Este volte-face surpreendeu o deputado do BE José Soeiro, que alertou que a iniciativa socialista "apresentada de surpresa" é "gravíssima porque resulta num recuo" e numa “cedência à chantagem dos patrões".

O posicionamento inicial do PS sobre este assunto tem sido alvo de críticas, nomeadamente da Confederação Empresarial de Portugal (CIP).

Numa carta enviada aos empresários, António Saraiva, líder da CIP, alertava que as alterações ao Código do Trabalho, “em vez de melhorarem o enquadramento da actividade, parecem talhadas para dificultar a gestão das empresas e penalizar a competitividade”.

E acusava o Governo de desprezar os parceiros sociais e o Parlamento de adoptar normas “inaceitáveis”, dando como exemplo “a impossibilidade de extinção dos créditos laborais por via da remissão abdicativa”.

Na semana passada, a deputada do PSD Clara Marques Mendes já tinha alertado que a norma do BE devia ser novamente discutida, argumentando que punha em causa os acordos assinados em tribunal para acabar com os conflitos entre empresa e trabalhador.

O PS, que na altura não se mostrou sensível a estes argumentos, acabou agora por anunciar que iria rever a sua posição.

Com o adiamento do processo de votações das alterações à lei laboral, a proposta socialista não foi votada nesta quarta-feira e, em declarações ao PÚBLICO, o deputado Francisco César admitiu que a solução final poderá não ser exactamente a que foi apresentada.
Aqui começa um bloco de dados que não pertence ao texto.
// Reservation persistence
// The uniqueness of (room_id, starting day) is enforced here, by the store itself, so that
// concurrent bookings for the same key cannot both succeed regardless of any pre-check.

use std::{
    collections::HashSet,
    sync::atomic::{AtomicI64, Ordering},
    time::Duration,
};

use async_trait::async_trait;
use chrono::NaiveDate;
use dashmap::{mapref::entry::Entry, DashMap};
use serde::Deserialize;
use sqlx::{postgres::PgPoolOptions, PgPool, Row};
use thiserror::Error;
use tracing::{debug, info};

use crate::model::{Deadline, NewReservation, Reservation, ReservationId, RoomId};

#[derive(Error, Debug)]
pub enum StoreError {
    #[error("Reservation for room {room_id} on {date} already exists")]
    Conflict { room_id: RoomId, date: NaiveDate },

    #[error("Store deadline exceeded")]
    DeadlineExceeded,

    #[error("Database error: {0}")]
    Database(#[from] sqlx::Error),

    #[error("Store error: {0}")]
    Backend(String),
}

#[async_trait]
pub trait ReservationStore: Send + Sync + 'static {
    async fn has_conflict(
        &self,
        room_id: RoomId,
        date: NaiveDate,
        deadline: Deadline,
    ) -> Result<bool, StoreError>;

    // Fails with StoreError::Conflict when the (room_id, starting day) key is taken
    async fn insert(
        &self,
        reservation: &NewReservation,
        deadline: Deadline,
    ) -> Result<ReservationId, StoreError>;

    /// Hard-deletes a reservation, returning the number of rows removed.
    async fn delete(&self, id: ReservationId, deadline: Deadline) -> Result<u64, StoreError>;

    /// Rooms holding a reservation whose starting day is on or after `date`.
    async fn select_conflicting_room_ids(
        &self,
        date: NaiveDate,
        deadline: Deadline,
    ) -> Result<HashSet<RoomId>, StoreError>;

    // Releases connections; the store is not used afterwards
    async fn close(&self) {}
}

#[derive(Debug, Clone, Deserialize)]
#[serde(default)]
pub struct DatabaseConfig {
    pub url: String,
    pub max_connections: u32,
    pub connect_timeout_ms: u64,
}

impl Default for DatabaseConfig {
    fn default() -> Self {
        Self {
            url: "postgres://localhost/reservations".to_string(),
            max_connections: 10,
            connect_timeout_ms: 5000,
        }
    }
}

const CREATE_TABLE: &str = r"
    CREATE TABLE IF NOT EXISTS reservations (
        id BIGSERIAL PRIMARY KEY,
        room_id BIGINT NOT NULL,
        starting_date DATE NOT NULL,
        end_date DATE NOT NULL,
        CHECK (starting_date <= end_date)
    )
";

const CREATE_UNIQUE_INDEX: &str = r"
    CREATE UNIQUE INDEX IF NOT EXISTS reservations_room_starting_date_key
        ON reservations (room_id, starting_date)
";

#[derive(Clone)]
pub struct PgReservationStore {
    pool: PgPool,
}

impl PgReservationStore {
    pub async fn connect(config: &DatabaseConfig) -> Result<Self, StoreError> {
        let pool = PgPoolOptions::new()
            .max_connections(config.max_connections)
            .acquire_timeout(Duration::from_millis(config.connect_timeout_ms))
            .connect(&config.url)
            .await?;

        let store = Self::new(pool);
        store.ensure_schema().await?;
        Ok(store)
    }

    pub fn new(pool: PgPool) -> Self {
        Self { pool }
    }

    // Idempotent, safe to run on every start
    pub async fn ensure_schema(&self) -> Result<(), StoreError> {
        sqlx::query(CREATE_TABLE).execute(&self.pool).await?;
        sqlx::query(CREATE_UNIQUE_INDEX).execute(&self.pool).await?;
        info!("reservations schema ready");
        Ok(())
    }

    async fn insert_in_tx(
        &self,
        reservation: &NewReservation,
        deadline: Deadline,
    ) -> Result<ReservationId, StoreError> {
        let mut tx = self.pool.begin().await?;

        // server-side bound, so an abandoned insert does not keep running
        let budget_ms = deadline.remaining().as_millis().max(1);
        sqlx::query(&format!("SET LOCAL statement_timeout = {budget_ms}"))
            .execute(&mut *tx)
            .await?;

        let row = sqlx::query(
            "INSERT INTO reservations (room_id, starting_date, end_date)
             VALUES ($1, $2, $3)
             RETURNING id",
        )
        .bind(reservation.room_id)
        .bind(reservation.starting_day())
        .bind(reservation.end_date.date_naive())
        .fetch_one(&mut *tx)
        .await
        .map_err(|e| {
            if let sqlx::Error::Database(db_err) = &e {
                if db_err.is_unique_violation() {
                    return StoreError::Conflict {
                        room_id: reservation.room_id,
                        date: reservation.starting_day(),
                    };
                }
            }
            StoreError::Database(e)
        })?;

        // dropping `tx` before this point rolls the insert back
        tx.commit().await?;
        Ok(row.try_get("id")?)
    }
}

async fn within<T, F>(deadline: Deadline, fut: F) -> Result<T, StoreError>
where
    F: std::future::Future<Output = Result<T, StoreError>>,
{
    if deadline.is_expired() {
        return Err(StoreError::DeadlineExceeded);
    }
    deadline
        .run(fut)
        .await
        .map_err(|_| StoreError::DeadlineExceeded)?
}

#[async_trait]
impl ReservationStore for PgReservationStore {
    async fn has_conflict(
        &self,
        room_id: RoomId,
        date: NaiveDate,
        deadline: Deadline,
    ) -> Result<bool, StoreError> {
        within(deadline, async {
            let exists: bool = sqlx::query_scalar(
                "SELECT EXISTS(
                     SELECT 1 FROM reservations WHERE room_id = $1 AND starting_date = $2
                 )",
            )
            .bind(room_id)
            .bind(date)
            .fetch_one(&self.pool)
            .await?;
            Ok::<_, StoreError>(exists)
        })
        .await
    }

    async fn insert(
        &self,
        reservation: &NewReservation,
        deadline: Deadline,
    ) -> Result<ReservationId, StoreError> {
        within(deadline, self.insert_in_tx(reservation, deadline)).await
    }

    async fn delete(&self, id: ReservationId, deadline: Deadline) -> Result<u64, StoreError> {
        within(deadline, async {
            let result = sqlx::query("DELETE FROM reservations WHERE id = $1")
                .bind(id)
                .execute(&self.pool)
                .await?;
            Ok::<_, StoreError>(result.rows_affected())
        })
        .await
    }

    async fn select_conflicting_room_ids(
        &self,
        date: NaiveDate,
        deadline: Deadline,
    ) -> Result<HashSet<RoomId>, StoreError> {
        within(deadline, async {
            let ids: Vec<RoomId> = sqlx::query_scalar(
                "SELECT DISTINCT room_id FROM reservations WHERE starting_date >= $1",
            )
            .bind(date)
            .fetch_all(&self.pool)
            .await?;
            Ok::<_, StoreError>(ids.into_iter().collect())
        })
        .await
    }

    async fn close(&self) {
        self.pool.close().await;
        info!("reservation store closed");
    }
}

/// Process-local store. Uniqueness holds within one process only, so it suits a
/// single-instance deployment or tests, never a multi-instance one.
#[derive(Debug)]
pub struct InMemoryReservationStore {
    by_key: DashMap<(RoomId, NaiveDate), Reservation>,
    keys_by_id: DashMap<ReservationId, (RoomId, NaiveDate)>,
    next_id: AtomicI64,
}

impl Default for InMemoryReservationStore {
    fn default() -> Self {
        Self {
            by_key: DashMap::new(),
            keys_by_id: DashMap::new(),
            next_id: AtomicI64::new(1),
        }
    }
}

impl InMemoryReservationStore {
    pub fn new() -> Self {
        Self::default()
    }

    pub fn len(&self) -> usize {
        self.keys_by_id.len()
    }

    pub fn is_empty(&self) -> bool {
        self.keys_by_id.is_empty()
    }

    pub fn get(&self, id: ReservationId) -> Option<Reservation> {
        let key = *self.keys_by_id.get(&id)?;
        self.by_key.get(&key).map(|r| r.clone())
    }

    fn check(deadline: Deadline) -> Result<(), StoreError> {
        if deadline.is_expired() {
            return Err(StoreError::DeadlineExceeded);
        }
        Ok(())
    }
}

#[async_trait]
impl ReservationStore for InMemoryReservationStore {
    async fn has_conflict(
        &self,
        room_id: RoomId,
        date: NaiveDate,
        deadline: Deadline,
    ) -> Result<bool, StoreError> {
        Self::check(deadline)?;
        Ok(self.by_key.contains_key(&(room_id, date)))
    }

    async fn insert(
        &self,
        reservation: &NewReservation,
        deadline: Deadline,
    ) -> Result<ReservationId, StoreError> {
        Self::check(deadline)?;

        let key = (reservation.room_id, reservation.starting_day());
        // the entry guard holds the shard lock, making check-and-insert atomic per key
        match self.by_key.entry(key) {
            Entry::Occupied(_) => Err(StoreError::Conflict {
                room_id: key.0,
                date: key.1,
            }),
            Entry::Vacant(slot) => {
                let id = self.next_id.fetch_add(1, Ordering::SeqCst);
                slot.insert(reservation.clone().into_reservation(id));
                self.keys_by_id.insert(id, key);
                debug!(id, room_id = key.0, "reservation stored in memory");
                Ok(id)
            }
        }
    }

    async fn delete(&self, id: ReservationId, deadline: Deadline) -> Result<u64, StoreError> {
        Self::check(deadline)?;

        match self.keys_by_id.remove(&id) {
            Some((_, key)) => {
                self.by_key.remove(&key);
                Ok(1)
            }
            None => Ok(0),
        }
    }

    async fn select_conflicting_room_ids(
        &self,
        date: NaiveDate,
        deadline: Deadline,
    ) -> Result<HashSet<RoomId>, StoreError> {
        Self::check(deadline)?;

        Ok(self
            .by_key
            .iter()
            .filter(|entry| entry.key().1 >= date)
            .map(|entry| entry.key().0)
            .collect())
    }
}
“Estamos a analisar melhor e não sabemos se vamos avançar por aí”, frisou, remetendo uma decisão para amanhã.

A reunião desta quarta-feira ficou também marcada pelas críticas do PCP à simplificação das baixas por doença até três dias, o que levou ao adiamento da votação final global das alterações à lei laboral, prevista para esta sexta-feira, 3 de Fevereiro.

A proposta em cima da mesa prevê que as baixas até três dias, que implicam a perda do salário e não são subsidiadas, possam ser justificadas mediante uma “autodeclaração” do trabalhador, sob compromisso de honra, emitida através do SNS24, com limite de dois a seis dias por ano.

O deputado do PCP Alfredo Maia apresentou um requerimento potestativo para adiar a votação da proposta, com o argumento de que se trata de um assunto de “extrema complexidade” e apelando para que os socialistas a retirassem do âmbito das votações da Agenda do Trabalho Digno, apresentando antes um projecto de lei para o efeito "bem fundamentado".

De acordo com o socialista Francisco César, com o adiamento potestativo do PCP, "não será possível levar na sexta-feira a votação final global" a proposta legislativa, alertando para as "consequências" que tal adiamento poderá trazer quanto à caducidade das convenções colectivas.

"Ao nível da caducidade, sabemos que a lei tem um prazo (...), pode ter consequências ao nível da caducidade dessas convenções e, portanto, o PCP que assuma as suas responsabilidades", afirmou.